(Stored dataset items)

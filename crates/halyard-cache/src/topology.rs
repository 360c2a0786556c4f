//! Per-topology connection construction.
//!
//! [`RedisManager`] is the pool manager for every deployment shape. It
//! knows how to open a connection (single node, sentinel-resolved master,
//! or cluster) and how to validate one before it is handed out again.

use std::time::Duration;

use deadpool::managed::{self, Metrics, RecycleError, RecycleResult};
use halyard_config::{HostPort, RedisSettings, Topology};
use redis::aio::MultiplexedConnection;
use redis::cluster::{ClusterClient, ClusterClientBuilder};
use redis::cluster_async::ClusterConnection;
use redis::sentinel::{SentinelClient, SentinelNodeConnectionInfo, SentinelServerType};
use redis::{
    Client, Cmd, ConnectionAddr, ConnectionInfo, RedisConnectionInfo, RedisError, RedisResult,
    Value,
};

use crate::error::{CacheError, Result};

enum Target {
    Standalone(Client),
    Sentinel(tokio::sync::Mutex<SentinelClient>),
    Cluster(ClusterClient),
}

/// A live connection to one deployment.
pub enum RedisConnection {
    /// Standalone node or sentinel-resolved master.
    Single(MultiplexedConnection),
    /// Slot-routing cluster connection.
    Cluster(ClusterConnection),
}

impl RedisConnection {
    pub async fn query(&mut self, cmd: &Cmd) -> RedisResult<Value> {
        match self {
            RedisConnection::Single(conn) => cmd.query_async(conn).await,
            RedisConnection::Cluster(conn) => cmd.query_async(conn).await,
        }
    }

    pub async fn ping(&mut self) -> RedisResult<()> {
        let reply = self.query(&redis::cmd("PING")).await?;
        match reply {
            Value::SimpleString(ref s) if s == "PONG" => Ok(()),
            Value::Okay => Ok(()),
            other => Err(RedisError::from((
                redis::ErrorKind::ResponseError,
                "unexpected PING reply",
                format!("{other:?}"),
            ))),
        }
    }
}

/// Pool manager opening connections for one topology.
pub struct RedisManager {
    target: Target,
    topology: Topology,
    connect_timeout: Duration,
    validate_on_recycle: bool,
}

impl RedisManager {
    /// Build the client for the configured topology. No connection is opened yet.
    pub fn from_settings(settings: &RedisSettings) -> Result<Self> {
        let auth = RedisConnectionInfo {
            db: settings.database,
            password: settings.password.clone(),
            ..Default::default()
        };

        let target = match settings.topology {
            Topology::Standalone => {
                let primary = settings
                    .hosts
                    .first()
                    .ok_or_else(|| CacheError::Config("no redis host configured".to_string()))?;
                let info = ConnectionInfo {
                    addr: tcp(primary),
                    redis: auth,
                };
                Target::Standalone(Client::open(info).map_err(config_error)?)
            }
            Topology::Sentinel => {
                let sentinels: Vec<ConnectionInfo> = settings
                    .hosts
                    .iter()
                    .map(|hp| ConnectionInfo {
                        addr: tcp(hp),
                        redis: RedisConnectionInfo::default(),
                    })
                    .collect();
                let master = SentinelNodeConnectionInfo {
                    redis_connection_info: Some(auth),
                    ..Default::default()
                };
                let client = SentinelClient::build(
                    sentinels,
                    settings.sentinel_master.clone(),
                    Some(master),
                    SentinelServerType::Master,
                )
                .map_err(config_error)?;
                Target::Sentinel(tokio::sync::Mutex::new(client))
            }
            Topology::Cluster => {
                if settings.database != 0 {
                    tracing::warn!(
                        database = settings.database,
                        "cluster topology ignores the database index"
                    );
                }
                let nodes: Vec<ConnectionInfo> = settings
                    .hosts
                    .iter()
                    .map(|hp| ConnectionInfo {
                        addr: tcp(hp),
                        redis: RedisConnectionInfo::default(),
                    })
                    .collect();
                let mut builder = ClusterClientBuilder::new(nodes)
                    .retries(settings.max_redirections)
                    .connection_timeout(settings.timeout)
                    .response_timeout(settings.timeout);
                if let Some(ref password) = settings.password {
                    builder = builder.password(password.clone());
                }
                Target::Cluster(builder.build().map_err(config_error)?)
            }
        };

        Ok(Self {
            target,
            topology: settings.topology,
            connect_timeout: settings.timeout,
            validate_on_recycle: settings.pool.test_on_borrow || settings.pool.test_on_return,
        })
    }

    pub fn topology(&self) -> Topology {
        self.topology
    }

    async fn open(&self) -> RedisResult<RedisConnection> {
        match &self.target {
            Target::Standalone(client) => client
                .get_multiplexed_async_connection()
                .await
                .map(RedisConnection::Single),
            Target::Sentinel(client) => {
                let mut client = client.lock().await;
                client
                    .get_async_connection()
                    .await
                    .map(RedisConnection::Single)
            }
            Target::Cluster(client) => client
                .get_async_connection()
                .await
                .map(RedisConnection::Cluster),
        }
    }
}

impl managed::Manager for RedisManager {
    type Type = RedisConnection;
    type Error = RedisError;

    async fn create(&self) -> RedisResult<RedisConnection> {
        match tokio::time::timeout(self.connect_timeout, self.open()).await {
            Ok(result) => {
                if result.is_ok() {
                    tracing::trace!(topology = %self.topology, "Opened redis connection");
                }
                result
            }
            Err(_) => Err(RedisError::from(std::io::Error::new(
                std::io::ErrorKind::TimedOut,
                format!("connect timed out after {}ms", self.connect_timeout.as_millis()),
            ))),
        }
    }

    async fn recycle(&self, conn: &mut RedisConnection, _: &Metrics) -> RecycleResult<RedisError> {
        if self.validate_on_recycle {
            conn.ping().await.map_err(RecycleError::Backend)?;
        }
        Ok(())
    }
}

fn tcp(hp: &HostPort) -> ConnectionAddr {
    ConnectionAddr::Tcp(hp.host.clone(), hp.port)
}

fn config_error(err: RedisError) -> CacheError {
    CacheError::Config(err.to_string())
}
...
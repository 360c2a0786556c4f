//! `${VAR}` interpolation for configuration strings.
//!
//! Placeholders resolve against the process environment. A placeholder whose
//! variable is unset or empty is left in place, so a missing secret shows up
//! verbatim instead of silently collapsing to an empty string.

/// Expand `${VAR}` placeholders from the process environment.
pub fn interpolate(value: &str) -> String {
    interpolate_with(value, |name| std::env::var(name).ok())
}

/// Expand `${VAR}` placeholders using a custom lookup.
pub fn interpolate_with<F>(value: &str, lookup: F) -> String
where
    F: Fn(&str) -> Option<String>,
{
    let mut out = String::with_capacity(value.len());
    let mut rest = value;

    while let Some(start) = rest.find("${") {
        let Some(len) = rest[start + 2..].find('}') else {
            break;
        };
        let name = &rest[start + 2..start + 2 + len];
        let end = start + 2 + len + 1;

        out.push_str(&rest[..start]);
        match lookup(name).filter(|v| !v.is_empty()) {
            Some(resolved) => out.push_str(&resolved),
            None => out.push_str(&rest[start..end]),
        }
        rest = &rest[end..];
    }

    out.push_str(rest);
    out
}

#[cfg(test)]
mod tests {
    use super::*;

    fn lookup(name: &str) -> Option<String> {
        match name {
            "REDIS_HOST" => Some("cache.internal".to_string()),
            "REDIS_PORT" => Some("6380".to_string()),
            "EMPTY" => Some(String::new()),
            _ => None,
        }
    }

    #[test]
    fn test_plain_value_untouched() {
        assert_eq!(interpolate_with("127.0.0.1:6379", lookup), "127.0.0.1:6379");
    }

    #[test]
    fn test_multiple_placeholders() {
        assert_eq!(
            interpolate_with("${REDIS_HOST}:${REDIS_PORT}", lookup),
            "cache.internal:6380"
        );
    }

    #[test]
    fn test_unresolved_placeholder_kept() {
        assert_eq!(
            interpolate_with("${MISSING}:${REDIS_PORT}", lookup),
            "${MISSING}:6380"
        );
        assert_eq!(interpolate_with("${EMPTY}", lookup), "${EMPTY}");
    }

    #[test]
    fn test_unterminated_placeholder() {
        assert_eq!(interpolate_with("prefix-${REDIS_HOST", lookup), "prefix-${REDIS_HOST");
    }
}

# [WORK TO COMPLETE]
Given the records above, return exactly the lines starting at the line containing "filename crates/halyard-cache/src/topology.rs" and ending at the line containing "deployment shape. It", including both.

# [ANSWER FOR THIS EXERCISE]
filename crates/halyard-cache/src/topology.rs
repository 360c2a0786556c4f
//! Per-topology connection construction.
//!
//! [`RedisManager`] is the pool manager for every deployment shape. It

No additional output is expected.